296
The Arabic Language
determine the outcome. In the case of Latin America, a cultural community has
been established that is proud of its Arabic heritage and cultivates the Arabic
language and literature. In such a situation, one may expect the presence of
numerous loanwords in the home language of the community, and at the same
time a conscious effort to keep the two languages apart and prevent language loss
of the home language. Most of the members of the community go to school and
have a perfect command of the language of the host country. By contrast, in the
United States migrants are highly motivated to integrate linguistically and do not
seem to need a language of their own as an identity marker.
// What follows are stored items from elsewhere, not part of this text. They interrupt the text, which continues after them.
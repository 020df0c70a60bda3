//! TOML-based application configuration.
//!
//! Stored at `~/.config/tomata/config.toml`. A missing file yields the
//! defaults; every field also defaults individually so partial files stay
//! valid across upgrades.

use serde::{Deserialize, Serialize};
use std::path::PathBuf;

use crate::error::ConfigError;
use crate::glyph::Style;

use super::data_dir;

/// Timing preferences.
#[derive(Debug, Clone, Serialize, Deserialize)]
pub struct TimerConfig {
    /// Work segment length in minutes. Breaks derive from this.
    #[serde(default = "default_work_minutes")]
    pub work_minutes: f64,
}

/// Display preferences.
#[derive(Debug, Clone, Serialize, Deserialize)]
pub struct UiConfig {
    #[serde(default = "default_style")]
    pub style: Style,
}

/// Notification and sound preferences.
#[derive(Debug, Clone, Serialize, Deserialize)]
pub struct AlertsConfig {
    #[serde(default = "default_true")]
    pub notifications: bool,
    #[serde(default = "default_true")]
    pub sound: bool,
}

/// Application configuration.
#[derive(Debug, Clone, Serialize, Deserialize, Default)]
pub struct Config {
    #[serde(default)]
    pub timer: TimerConfig,
    #[serde(default)]
    pub ui: UiConfig,
    #[serde(default)]
    pub alerts: AlertsConfig,
}

fn default_work_minutes() -> f64 {
    25.0
}

fn default_style() -> Style {
    Style::Electronic
}

fn default_true() -> bool {
    true
}

impl Default for TimerConfig {
    fn default() -> Self {
        Self {
            work_minutes: default_work_minutes(),
        }
    }
}

impl Default for UiConfig {
    fn default() -> Self {
        Self {
            style: default_style(),
        }
    }
}

impl Default for AlertsConfig {
    fn default() -> Self {
        Self {
            notifications: true,
            sound: true,
        }
    }
}

fn config_path() -> Result<PathBuf, ConfigError> {
    let dir = data_dir().map_err(|err| ConfigError::LoadFailed {
        path: PathBuf::from("~/.config/tomata"),
        message: err.to_string(),
    })?;
    Ok(dir.join("config.toml"))
}

impl Config {
    /// Load the configuration, writing a default file on first run so the
    /// user has something to edit.
    pub fn load_or_init() -> Result<Self, ConfigError> {
        let path = config_path()?;
        if !path.exists() {
            let config = Self::default();
            if let Err(err) = config.save() {
                tracing::warn!(error = %err, "could not write default configuration");
            }
            return Ok(config);
        }
        Self::load()
    }

    /// Load the configuration, falling back to defaults when no file exists.
    pub fn load() -> Result<Self, ConfigError> {
        let path = config_path()?;
        if !path.exists() {
            return Ok(Self::default());
        }
        let raw = std::fs::read_to_string(&path).map_err(|err| ConfigError::LoadFailed {
            path: path.clone(),
            message: err.to_string(),
        })?;
        toml::from_str(&raw).map_err(|err| ConfigError::LoadFailed {
            path,
            message: err.to_string(),
        })
    }

    /// Write the configuration back to disk.
    pub fn save(&self) -> Result<(), ConfigError> {
        let path = config_path()?;
        let raw = toml::to_string_pretty(self).map_err(|err| ConfigError::SaveFailed {
            path: path.clone(),
            message: err.to_string(),
        })?;
        std::fs::write(&path, raw).map_err(|err| ConfigError::SaveFailed {
            path,
            message: err.to_string(),
        })
    }
}

#[cfg(test)]
mod tests {
    use super::*;

    #[test]
    fn empty_document_yields_defaults() {
        let config: Config = toml::from_str("").unwrap();
        assert_eq!(config.timer.work_minutes, 25.0);
        assert_eq!(config.ui.style, Style::Electronic);
        assert!(config.alerts.notifications);
        assert!(config.alerts.sound);
    }

    #[test]
    fn partial_document_fills_missing_fields() {
        let config: Config = toml::from_str(
            r#"
            [timer]
            work_minutes = 50.0

            [ui]
            style = "shadow"
            "#,
        )
        .unwrap();
        assert_eq!(config.timer.work_minutes, 50.0);
        assert_eq!(config.ui.style, Style::Shadow);
        assert!(config.alerts.sound);
    }

    #[test]
    fn config_round_trips_through_toml() {
        let mut config = Config::default();
        config.timer.work_minutes = 0.5;
        config.ui.style = Style::Colossal;
        config.alerts.sound = false;
        let raw = toml::to_string_pretty(&config).unwrap();
        let back: Config = toml::from_str(&raw).unwrap();
        assert_eq!(back.timer.work_minutes, 0.5);
        assert_eq!(back.ui.style, Style::Colossal);
        assert!(!back.alerts.sound);
    }
}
In most European countries, it would seem that the process of language shift
cannot be stopped, and, although there will always be individuals striving to
preserve as much as possible the language of the old country, eventually most
immigrant children will probably shift to the dominant language of the new
country, even when the pressure is countered by explicit government policies.
Phenomena like the frequent use of code-switching are highly unstable and are
likely to disappear within one generation. An issue that is still unresolved is
whether their variety of the dominant language will become an ethnolect, that
is, a variety of the standard language that is regarded as typical of a community
with a shared ethnic background. Such an ethnolect typically functions as an
in-group variety for youngsters or as a street language, and may even attract
youngsters from different ethnic backgrounds. In the Netherlands, such features as
a uvular–pharyngal realisation of Dutch /ɣ/ and a long realisation of Dutch /z/ are
sometimes perceived as stereotypical for a Moroccan ethnolect (Hinskens 2011).
In the case of the linguistic enclaves of Uzbekistan, Afghanistan, Anatolia,
Cyprus and Nigeria, mentioned at the beginning of this chapter, no policies of
language preservation are available, and the minority language has little prestige,
so that it must be regarded as endangered. In the case of Malta, the situation is,
of course, completely different, since there the language has become the symbol
of a recognisable national entity. Italian and more recently English have made
some inroads into the domain of Maltese, but it seems that language loyalty is a
sufficiently strong factor to counter this influence.